// SPDX-License-Identifier: BUSL-1.1
// Copyright (c) 2026 Alfred Jean LLC

use std::collections::HashMap;
use std::time::Duration;

use axum::body::Bytes;
use axum::extract::{Path, State};
use axum::http::StatusCode;
use axum::routing::get;
use axum::Router;
use time::macros::datetime;
use tokio::net::TcpListener;

use super::*;
use crate::credential::persist::FileBackend;
use crate::credential::remote::RemoteBackend;
use crate::credential::DEFAULT_CREDENTIAL_KEY;

fn bundle() -> CredentialBundle {
    CredentialBundle::new("access-1", "refresh-1", datetime!(2026-03-02 14:00:00 UTC), 1800)
        .with_scope("api")
}

fn memory_store() -> (CredentialStore, Arc<MemoryBackend>) {
    let backend = Arc::new(MemoryBackend::new());
    let store = CredentialStore::new(DEFAULT_CREDENTIAL_KEY, backend.clone());
    (store, backend)
}

#[tokio::test]
async fn load_returns_none_when_never_saved() -> anyhow::Result<()> {
    let (store, _) = memory_store();
    assert!(store.load().await?.is_none());
    Ok(())
}

#[tokio::test]
async fn save_then_load_returns_same_bundle() -> anyhow::Result<()> {
    let (store, _) = memory_store();
    store.save(&bundle()).await?;
    assert_eq!(store.load().await?, Some(bundle()));
    Ok(())
}

#[tokio::test]
async fn save_overwrites_previous_bundle() -> anyhow::Result<()> {
    let (store, _) = memory_store();
    store.save(&bundle()).await?;
    let newer = CredentialBundle::new("access-2", "refresh-2", datetime!(2026-03-02 15:00:00 UTC), 60);
    store.save(&newer).await?;
    assert_eq!(store.load().await?, Some(newer));
    Ok(())
}

#[tokio::test]
async fn failing_primary_falls_back_on_save_and_load() -> anyhow::Result<()> {
    let primary = Arc::new(MemoryBackend::new());
    let secondary = Arc::new(MemoryBackend::new());
    let store = CredentialStore::new("creds", primary.clone()).with_fallback(secondary.clone());

    primary.set_failing(true);
    store.save(&bundle()).await?;
    assert!(secondary.get("creds").is_some());
    assert_eq!(store.load().await?, Some(bundle()));
    Ok(())
}

#[tokio::test]
async fn save_during_primary_outage_is_loaded_after_recovery() -> anyhow::Result<()> {
    let primary = Arc::new(MemoryBackend::new());
    let secondary = Arc::new(MemoryBackend::new());
    let store = CredentialStore::new("creds", primary.clone()).with_fallback(secondary.clone());

    primary.set_failing(true);
    store.save(&bundle()).await?;
    primary.set_failing(false);

    assert!(primary.get("creds").is_none());
    assert_eq!(store.load().await?, Some(bundle()));
    Ok(())
}

#[tokio::test]
async fn newer_bundle_wins_across_backends() -> anyhow::Result<()> {
    let primary = Arc::new(MemoryBackend::new());
    let secondary = Arc::new(MemoryBackend::new());
    let newer = CredentialBundle::new("access-2", "refresh-2", datetime!(2026-03-02 15:00:00 UTC), 1800);
    primary.put("creds", bundle().to_bytes()?);
    secondary.put("creds", newer.to_bytes()?);
    let store = CredentialStore::new("creds", primary.clone()).with_fallback(secondary.clone());
    assert_eq!(store.load().await?, Some(newer.clone()));

    primary.put("creds", newer.to_bytes()?);
    secondary.put("creds", bundle().to_bytes()?);
    assert_eq!(store.load().await?, Some(newer));
    Ok(())
}

#[tokio::test]
async fn failing_secondary_does_not_hide_primary_bundle() -> anyhow::Result<()> {
    let primary = Arc::new(MemoryBackend::new());
    let secondary = Arc::new(MemoryBackend::new());
    primary.put("creds", bundle().to_bytes()?);
    secondary.set_failing(true);
    let store = CredentialStore::new("creds", primary).with_fallback(secondary);

    assert_eq!(store.load().await?, Some(bundle()));
    Ok(())
}

#[tokio::test]
async fn both_backends_failing_surfaces_primary_error() {
    let primary = Arc::new(MemoryBackend::new());
    let secondary = Arc::new(MemoryBackend::new());
    let store = CredentialStore::new("creds", primary.clone()).with_fallback(secondary.clone());
    primary.set_failing(true);
    secondary.set_failing(true);

    assert!(matches!(store.save(&bundle()).await, Err(StorageError::Unavailable(_))));
    assert!(matches!(store.load().await, Err(StorageError::Unavailable(_))));
}

#[tokio::test]
async fn corrupt_primary_falls_back_to_secondary() -> anyhow::Result<()> {
    let primary = Arc::new(MemoryBackend::new());
    let secondary = Arc::new(MemoryBackend::new());
    primary.put("creds", b"{\"access_token\":".to_vec());
    secondary.put("creds", bundle().to_bytes()?);
    let store = CredentialStore::new("creds", primary).with_fallback(secondary);

    assert_eq!(store.load().await?, Some(bundle()));
    Ok(())
}

#[tokio::test]
async fn file_backend_round_trip() -> anyhow::Result<()> {
    let dir = tempfile::tempdir()?;
    let backend = Arc::new(FileBackend::new(dir.path().join("nested")));
    let store = CredentialStore::new(DEFAULT_CREDENTIAL_KEY, backend.clone());

    assert!(store.load().await?.is_none());
    store.save(&bundle()).await?;
    assert!(backend.path_for(DEFAULT_CREDENTIAL_KEY).exists());

    let loaded = store.load().await?.expect("bundle stored");
    let drift = (loaded.expires_at - bundle().expires_at).abs();
    assert!(drift <= time::Duration::seconds(1));
    assert_eq!(loaded, bundle());
    Ok(())
}

#[cfg(unix)]
#[tokio::test]
async fn file_backend_restricts_permissions() -> anyhow::Result<()> {
    use std::os::unix::fs::PermissionsExt;

    let dir = tempfile::tempdir()?;
    let backend = FileBackend::new(dir.path());
    backend.save("creds", b"{}").await?;
    let mode = std::fs::metadata(backend.path_for("creds"))?.permissions().mode();
    assert_eq!(mode & 0o777, 0o600);
    Ok(())
}

type Kv = Arc<parking_lot::Mutex<HashMap<String, Vec<u8>>>>;

/// Helper: start a mock key/value server.
async fn mock_kv_server() -> (String, Kv) {
    let kv: Kv = Arc::new(parking_lot::Mutex::new(HashMap::new()));
    let app = Router::new()
        .route(
            "/kv/{key}",
            get(|State(kv): State<Kv>, Path(key): Path<String>| async move {
                match kv.lock().get(&key) {
                    Some(v) => (StatusCode::OK, v.clone()),
                    None => (StatusCode::NOT_FOUND, Vec::new()),
                }
            })
            .put(|State(kv): State<Kv>, Path(key): Path<String>, body: Bytes| async move {
                kv.lock().insert(key, body.to_vec());
                StatusCode::NO_CONTENT
            }),
        )
        .with_state(Arc::clone(&kv));

    let listener = TcpListener::bind("127.0.0.1:0").await.expect("bind");
    let addr = listener.local_addr().expect("local addr");
    tokio::spawn(async move {
        axum::serve(listener, app).await.ok();
    });
    (format!("http://{addr}/kv"), kv)
}

#[tokio::test]
async fn remote_backend_round_trip() -> anyhow::Result<()> {
    let (base, kv) = mock_kv_server().await;
    let backend = Arc::new(RemoteBackend::new(base, None, Duration::from_secs(5)));
    let store = CredentialStore::new(DEFAULT_CREDENTIAL_KEY, backend);

    assert!(store.load().await?.is_none());
    store.save(&bundle()).await?;
    assert!(kv.lock().contains_key(DEFAULT_CREDENTIAL_KEY));
    assert_eq!(store.load().await?, Some(bundle()));
    Ok(())
}

#[tokio::test]
async fn unreachable_remote_falls_back_to_file() -> anyhow::Result<()> {
    let dir = tempfile::tempdir()?;
    let listener = std::net::TcpListener::bind("127.0.0.1:0")?;
    let dead = format!("http://{}/kv", listener.local_addr()?);
    drop(listener);

    let remote = Arc::new(RemoteBackend::new(dead, None, Duration::from_secs(2)));
    let file = Arc::new(FileBackend::new(dir.path()));
    let store = CredentialStore::new("creds", remote).with_fallback(file.clone());

    store.save(&bundle()).await?;
    assert!(file.path_for("creds").exists());
    assert_eq!(store.load().await?, Some(bundle()));
    Ok(())
}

== == ==

**Work to complete**: Using the listing above, show each line with the word "matches" in it.

**Response for this exercise**:
    assert!(matches!(store.save(&bundle()).await, Err(StorageError::Unavailable(_))));
    assert!(matches!(store.load().await, Err(StorageError::Unavailable(_))));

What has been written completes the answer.